::: Material provided :::

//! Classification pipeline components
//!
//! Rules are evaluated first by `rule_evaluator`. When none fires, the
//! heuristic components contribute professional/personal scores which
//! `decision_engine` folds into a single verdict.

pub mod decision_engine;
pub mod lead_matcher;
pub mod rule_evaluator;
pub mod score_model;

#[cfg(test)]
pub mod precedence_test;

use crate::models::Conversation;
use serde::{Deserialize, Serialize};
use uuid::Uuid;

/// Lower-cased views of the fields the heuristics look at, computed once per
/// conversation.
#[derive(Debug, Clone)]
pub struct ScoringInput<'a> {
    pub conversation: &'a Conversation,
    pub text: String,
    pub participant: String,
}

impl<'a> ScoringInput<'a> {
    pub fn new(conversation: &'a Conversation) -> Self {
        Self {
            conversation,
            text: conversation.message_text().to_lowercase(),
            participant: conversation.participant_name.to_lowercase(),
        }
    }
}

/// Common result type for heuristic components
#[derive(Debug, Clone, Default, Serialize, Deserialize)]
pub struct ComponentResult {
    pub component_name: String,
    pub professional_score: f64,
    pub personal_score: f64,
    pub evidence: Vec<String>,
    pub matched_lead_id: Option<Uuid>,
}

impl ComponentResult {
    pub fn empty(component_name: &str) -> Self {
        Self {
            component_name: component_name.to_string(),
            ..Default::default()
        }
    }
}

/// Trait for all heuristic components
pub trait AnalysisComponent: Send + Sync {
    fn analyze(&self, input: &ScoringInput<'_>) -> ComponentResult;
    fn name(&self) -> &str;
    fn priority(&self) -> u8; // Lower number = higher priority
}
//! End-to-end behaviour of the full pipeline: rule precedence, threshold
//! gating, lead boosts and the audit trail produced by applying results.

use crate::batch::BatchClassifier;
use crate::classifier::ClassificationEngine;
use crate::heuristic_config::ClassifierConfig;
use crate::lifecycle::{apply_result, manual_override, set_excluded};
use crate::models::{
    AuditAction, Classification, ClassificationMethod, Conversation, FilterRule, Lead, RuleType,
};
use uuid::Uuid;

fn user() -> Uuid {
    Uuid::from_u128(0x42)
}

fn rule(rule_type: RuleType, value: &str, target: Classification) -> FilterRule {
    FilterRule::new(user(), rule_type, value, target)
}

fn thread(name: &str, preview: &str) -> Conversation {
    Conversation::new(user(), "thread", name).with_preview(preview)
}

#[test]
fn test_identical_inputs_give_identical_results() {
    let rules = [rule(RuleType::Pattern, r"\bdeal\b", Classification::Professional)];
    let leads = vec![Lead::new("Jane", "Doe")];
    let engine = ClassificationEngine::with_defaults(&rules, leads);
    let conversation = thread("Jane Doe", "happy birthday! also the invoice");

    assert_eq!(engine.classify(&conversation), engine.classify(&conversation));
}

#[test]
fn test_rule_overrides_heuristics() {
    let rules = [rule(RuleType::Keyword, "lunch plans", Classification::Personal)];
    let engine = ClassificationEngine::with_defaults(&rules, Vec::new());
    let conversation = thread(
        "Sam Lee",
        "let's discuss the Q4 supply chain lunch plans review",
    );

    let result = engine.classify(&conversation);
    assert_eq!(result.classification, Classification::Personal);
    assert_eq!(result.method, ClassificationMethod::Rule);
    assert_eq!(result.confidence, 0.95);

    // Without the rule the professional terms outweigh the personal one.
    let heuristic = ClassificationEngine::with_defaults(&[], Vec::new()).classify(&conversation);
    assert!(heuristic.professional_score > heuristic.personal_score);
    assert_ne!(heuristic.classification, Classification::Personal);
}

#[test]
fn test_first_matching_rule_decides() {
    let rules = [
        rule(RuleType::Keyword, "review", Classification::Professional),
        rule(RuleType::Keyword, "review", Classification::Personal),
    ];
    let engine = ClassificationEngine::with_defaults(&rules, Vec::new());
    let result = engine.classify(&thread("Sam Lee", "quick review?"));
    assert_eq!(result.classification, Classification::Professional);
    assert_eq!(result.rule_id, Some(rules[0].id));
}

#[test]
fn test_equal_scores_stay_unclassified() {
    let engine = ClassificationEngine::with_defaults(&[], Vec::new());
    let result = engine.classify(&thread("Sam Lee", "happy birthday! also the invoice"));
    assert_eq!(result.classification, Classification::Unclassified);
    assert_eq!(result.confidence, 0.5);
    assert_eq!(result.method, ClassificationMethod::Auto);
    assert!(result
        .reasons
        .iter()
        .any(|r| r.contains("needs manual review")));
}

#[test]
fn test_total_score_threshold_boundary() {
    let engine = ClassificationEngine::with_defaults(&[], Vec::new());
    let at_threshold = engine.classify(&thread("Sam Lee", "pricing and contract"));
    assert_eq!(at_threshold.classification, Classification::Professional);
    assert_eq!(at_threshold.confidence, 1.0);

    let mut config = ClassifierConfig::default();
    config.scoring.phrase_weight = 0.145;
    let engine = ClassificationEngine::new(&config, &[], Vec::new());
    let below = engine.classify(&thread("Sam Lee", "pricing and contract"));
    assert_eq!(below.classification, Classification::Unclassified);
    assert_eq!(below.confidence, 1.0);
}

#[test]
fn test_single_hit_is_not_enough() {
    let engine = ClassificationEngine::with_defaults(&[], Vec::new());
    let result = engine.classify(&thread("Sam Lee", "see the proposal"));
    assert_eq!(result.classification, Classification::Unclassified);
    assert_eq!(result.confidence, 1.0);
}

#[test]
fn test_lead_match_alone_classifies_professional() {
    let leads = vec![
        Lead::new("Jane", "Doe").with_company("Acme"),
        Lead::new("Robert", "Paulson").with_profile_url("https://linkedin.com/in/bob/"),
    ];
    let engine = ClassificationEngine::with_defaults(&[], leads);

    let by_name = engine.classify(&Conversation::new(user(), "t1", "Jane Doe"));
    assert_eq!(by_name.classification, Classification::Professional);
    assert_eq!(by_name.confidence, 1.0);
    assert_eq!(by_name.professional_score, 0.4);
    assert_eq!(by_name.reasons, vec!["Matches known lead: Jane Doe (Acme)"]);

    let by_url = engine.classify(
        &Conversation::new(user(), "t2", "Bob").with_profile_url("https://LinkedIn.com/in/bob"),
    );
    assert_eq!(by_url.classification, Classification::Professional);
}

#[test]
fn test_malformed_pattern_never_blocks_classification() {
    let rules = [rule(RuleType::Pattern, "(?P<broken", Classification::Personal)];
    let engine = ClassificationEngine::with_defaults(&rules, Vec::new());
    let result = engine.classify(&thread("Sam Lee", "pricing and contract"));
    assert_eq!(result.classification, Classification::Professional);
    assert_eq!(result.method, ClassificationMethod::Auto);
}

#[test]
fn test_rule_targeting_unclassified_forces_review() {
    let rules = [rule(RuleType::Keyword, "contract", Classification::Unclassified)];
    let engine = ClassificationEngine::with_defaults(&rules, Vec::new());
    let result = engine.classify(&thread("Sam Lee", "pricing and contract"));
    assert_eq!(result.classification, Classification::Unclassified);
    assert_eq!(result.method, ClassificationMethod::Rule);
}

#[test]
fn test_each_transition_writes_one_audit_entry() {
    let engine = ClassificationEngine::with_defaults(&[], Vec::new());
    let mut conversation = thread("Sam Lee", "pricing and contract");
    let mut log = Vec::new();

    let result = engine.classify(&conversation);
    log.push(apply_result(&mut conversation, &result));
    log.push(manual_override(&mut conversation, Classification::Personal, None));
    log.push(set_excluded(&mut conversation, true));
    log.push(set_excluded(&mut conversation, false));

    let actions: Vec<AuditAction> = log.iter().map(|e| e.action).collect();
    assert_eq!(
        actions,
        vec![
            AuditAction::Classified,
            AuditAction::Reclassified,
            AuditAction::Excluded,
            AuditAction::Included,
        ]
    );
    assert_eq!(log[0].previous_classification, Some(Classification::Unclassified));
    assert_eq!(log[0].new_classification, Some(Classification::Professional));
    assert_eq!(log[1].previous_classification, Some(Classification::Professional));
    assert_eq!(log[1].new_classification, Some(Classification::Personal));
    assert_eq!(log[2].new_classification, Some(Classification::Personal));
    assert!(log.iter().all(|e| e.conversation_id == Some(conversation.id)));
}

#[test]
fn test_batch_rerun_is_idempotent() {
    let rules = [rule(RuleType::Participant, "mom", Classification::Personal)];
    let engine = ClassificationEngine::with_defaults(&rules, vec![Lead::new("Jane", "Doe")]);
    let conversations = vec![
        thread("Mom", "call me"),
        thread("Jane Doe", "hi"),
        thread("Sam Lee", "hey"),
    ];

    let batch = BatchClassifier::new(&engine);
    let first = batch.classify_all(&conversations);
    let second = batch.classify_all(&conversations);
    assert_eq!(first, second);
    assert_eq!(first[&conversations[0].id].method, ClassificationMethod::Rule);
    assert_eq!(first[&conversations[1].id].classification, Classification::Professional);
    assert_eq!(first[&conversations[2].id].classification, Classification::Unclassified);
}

:::
::: Material provided :::

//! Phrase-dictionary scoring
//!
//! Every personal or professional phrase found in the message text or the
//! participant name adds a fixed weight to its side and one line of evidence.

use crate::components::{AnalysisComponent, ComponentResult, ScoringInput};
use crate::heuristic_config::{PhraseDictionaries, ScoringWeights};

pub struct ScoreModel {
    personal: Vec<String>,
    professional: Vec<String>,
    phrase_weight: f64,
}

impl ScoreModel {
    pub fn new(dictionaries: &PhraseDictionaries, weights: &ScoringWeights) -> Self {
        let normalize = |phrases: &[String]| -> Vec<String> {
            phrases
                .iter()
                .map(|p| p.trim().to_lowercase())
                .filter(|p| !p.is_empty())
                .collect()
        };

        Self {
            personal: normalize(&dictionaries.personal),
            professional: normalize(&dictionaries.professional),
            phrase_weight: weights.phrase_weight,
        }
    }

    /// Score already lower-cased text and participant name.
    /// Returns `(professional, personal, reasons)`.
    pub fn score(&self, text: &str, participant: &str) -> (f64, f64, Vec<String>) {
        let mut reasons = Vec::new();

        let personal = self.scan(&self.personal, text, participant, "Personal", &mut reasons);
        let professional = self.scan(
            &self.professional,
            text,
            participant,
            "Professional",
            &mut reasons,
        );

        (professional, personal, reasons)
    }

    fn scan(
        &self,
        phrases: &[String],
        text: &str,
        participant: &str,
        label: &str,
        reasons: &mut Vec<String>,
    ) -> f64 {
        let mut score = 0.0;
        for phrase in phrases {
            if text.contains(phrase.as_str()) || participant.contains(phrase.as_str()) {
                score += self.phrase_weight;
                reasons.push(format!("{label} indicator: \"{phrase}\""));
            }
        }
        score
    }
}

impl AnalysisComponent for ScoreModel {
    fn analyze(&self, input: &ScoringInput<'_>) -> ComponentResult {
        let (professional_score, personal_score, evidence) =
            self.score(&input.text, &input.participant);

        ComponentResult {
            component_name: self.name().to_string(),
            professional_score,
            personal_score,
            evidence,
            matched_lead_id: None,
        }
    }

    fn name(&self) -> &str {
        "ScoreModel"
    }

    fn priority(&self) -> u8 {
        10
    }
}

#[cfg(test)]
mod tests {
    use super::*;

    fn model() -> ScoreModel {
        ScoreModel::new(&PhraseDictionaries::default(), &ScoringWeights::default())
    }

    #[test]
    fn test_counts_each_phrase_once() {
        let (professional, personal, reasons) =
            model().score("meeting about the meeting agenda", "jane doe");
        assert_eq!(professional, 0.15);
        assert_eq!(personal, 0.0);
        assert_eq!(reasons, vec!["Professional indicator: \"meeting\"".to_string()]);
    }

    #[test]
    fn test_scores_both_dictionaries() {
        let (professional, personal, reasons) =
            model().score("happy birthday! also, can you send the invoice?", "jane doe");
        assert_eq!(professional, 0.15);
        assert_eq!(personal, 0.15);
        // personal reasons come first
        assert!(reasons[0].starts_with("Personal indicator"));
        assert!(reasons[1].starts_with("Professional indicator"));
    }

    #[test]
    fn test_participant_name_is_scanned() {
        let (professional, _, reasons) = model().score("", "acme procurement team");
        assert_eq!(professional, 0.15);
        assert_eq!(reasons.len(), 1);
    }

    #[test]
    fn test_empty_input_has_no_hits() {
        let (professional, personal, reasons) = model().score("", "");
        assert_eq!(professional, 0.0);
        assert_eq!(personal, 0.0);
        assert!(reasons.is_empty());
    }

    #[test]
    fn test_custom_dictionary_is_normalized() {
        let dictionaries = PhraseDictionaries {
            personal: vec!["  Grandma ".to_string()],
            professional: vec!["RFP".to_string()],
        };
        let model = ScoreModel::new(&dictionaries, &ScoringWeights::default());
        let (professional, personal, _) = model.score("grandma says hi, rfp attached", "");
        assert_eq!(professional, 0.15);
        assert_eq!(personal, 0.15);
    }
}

:::
::: Material provided :::

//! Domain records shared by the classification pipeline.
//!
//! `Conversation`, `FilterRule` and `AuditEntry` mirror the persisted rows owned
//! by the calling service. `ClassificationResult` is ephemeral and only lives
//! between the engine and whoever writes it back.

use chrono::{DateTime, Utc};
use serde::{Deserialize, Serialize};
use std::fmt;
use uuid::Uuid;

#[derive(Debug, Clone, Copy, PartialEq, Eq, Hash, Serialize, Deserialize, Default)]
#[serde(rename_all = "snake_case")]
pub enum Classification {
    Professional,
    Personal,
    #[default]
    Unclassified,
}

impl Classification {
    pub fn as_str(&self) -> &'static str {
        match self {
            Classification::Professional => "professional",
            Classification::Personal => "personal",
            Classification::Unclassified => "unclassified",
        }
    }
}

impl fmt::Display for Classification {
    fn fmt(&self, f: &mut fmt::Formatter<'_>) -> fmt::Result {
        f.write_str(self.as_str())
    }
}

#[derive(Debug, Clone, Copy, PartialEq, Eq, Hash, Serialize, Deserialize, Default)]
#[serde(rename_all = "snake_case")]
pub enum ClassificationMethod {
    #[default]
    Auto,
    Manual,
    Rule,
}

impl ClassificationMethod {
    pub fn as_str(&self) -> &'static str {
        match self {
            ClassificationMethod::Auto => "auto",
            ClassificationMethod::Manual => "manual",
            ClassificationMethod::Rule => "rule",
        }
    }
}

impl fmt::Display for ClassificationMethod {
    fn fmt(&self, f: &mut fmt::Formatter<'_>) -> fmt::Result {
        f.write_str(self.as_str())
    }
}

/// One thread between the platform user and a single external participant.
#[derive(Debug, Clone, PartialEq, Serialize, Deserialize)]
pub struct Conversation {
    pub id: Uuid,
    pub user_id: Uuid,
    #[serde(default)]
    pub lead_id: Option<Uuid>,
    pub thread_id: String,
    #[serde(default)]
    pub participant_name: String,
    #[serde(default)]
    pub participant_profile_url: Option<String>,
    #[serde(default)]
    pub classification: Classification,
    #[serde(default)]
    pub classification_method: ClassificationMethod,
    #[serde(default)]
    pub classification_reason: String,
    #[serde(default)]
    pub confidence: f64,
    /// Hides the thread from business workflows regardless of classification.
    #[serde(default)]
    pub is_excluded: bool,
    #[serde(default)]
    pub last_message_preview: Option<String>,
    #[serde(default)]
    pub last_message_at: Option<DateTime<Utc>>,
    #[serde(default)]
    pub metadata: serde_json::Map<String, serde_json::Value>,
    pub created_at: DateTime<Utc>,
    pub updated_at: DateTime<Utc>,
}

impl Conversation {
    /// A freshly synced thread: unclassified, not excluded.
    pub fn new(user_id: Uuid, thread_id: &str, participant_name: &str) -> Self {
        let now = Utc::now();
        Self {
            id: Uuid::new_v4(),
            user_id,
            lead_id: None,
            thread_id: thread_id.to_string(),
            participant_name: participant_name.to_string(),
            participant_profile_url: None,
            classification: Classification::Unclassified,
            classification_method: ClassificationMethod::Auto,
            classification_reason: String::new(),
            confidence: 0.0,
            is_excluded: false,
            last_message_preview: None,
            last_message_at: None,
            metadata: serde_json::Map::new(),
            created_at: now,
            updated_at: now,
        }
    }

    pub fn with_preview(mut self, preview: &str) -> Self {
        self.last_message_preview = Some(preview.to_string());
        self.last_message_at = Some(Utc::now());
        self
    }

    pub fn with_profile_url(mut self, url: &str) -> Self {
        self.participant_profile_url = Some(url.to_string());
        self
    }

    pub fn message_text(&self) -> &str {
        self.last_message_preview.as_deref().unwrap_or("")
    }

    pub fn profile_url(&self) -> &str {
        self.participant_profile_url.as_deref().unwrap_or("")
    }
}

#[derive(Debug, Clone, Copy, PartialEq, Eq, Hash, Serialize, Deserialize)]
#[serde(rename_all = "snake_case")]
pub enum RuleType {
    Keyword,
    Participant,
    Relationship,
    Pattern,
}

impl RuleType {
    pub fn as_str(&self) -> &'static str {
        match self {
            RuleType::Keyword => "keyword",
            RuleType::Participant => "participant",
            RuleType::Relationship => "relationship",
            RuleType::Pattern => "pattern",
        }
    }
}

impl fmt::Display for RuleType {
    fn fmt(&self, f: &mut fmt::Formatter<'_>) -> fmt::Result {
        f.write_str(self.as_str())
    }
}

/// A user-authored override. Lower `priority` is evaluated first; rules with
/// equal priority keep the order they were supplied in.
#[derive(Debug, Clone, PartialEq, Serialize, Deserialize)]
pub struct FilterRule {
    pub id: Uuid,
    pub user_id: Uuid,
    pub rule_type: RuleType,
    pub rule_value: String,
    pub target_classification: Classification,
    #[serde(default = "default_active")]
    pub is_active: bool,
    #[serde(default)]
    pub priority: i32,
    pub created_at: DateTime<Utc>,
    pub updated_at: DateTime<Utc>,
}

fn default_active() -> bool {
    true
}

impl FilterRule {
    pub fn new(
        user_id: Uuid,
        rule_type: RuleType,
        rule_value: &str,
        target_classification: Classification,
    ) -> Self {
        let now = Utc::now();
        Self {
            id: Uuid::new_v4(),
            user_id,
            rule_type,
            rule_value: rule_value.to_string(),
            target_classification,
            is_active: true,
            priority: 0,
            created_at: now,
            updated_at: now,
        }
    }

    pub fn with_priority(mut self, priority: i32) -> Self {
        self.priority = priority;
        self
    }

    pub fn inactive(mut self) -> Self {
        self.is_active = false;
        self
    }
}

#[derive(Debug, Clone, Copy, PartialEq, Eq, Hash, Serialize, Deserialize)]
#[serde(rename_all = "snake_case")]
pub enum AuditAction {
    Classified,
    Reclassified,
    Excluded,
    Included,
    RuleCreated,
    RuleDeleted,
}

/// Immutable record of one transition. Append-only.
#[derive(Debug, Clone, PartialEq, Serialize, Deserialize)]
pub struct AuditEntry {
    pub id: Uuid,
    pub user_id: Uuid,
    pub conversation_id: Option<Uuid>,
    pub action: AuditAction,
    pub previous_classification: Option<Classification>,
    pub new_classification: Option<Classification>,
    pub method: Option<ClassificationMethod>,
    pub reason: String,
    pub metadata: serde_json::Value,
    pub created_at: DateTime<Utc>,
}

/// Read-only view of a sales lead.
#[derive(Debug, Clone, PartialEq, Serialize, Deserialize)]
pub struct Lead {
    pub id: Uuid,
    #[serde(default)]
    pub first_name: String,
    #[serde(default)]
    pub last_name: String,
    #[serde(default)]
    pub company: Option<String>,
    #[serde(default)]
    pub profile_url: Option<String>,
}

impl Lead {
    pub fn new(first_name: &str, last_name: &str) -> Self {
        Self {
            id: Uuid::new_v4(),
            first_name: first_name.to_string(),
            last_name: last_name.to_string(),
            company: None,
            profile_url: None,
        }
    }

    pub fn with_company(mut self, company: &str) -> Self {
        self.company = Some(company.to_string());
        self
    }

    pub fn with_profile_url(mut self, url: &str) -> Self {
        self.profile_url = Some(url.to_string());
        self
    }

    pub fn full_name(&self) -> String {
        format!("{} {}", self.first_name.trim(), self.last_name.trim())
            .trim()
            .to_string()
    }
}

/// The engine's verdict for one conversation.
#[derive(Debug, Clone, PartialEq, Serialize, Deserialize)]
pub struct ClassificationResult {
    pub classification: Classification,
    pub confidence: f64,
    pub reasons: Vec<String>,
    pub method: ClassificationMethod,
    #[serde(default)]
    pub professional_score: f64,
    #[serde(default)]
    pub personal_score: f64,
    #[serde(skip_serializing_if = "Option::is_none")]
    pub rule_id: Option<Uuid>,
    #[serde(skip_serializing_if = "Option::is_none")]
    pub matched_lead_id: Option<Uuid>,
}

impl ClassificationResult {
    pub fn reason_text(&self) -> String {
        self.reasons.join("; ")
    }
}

:::

Retype only the lines above between the line with "Classification pipeline components" and the line with "computed once per", counting those two lines as well, and keep every character as it is.

//! Classification pipeline components
//!
//! Rules are evaluated first by `rule_evaluator`. When none fires, the
//! heuristic components contribute professional/personal scores which
//! `decision_engine` folds into a single verdict.

pub mod decision_engine;
pub mod lead_matcher;
pub mod rule_evaluator;
pub mod score_model;

#[cfg(test)]
pub mod precedence_test;

use crate::models::Conversation;
use serde::{Deserialize, Serialize};
use uuid::Uuid;

/// Lower-cased views of the fields the heuristics look at, computed once per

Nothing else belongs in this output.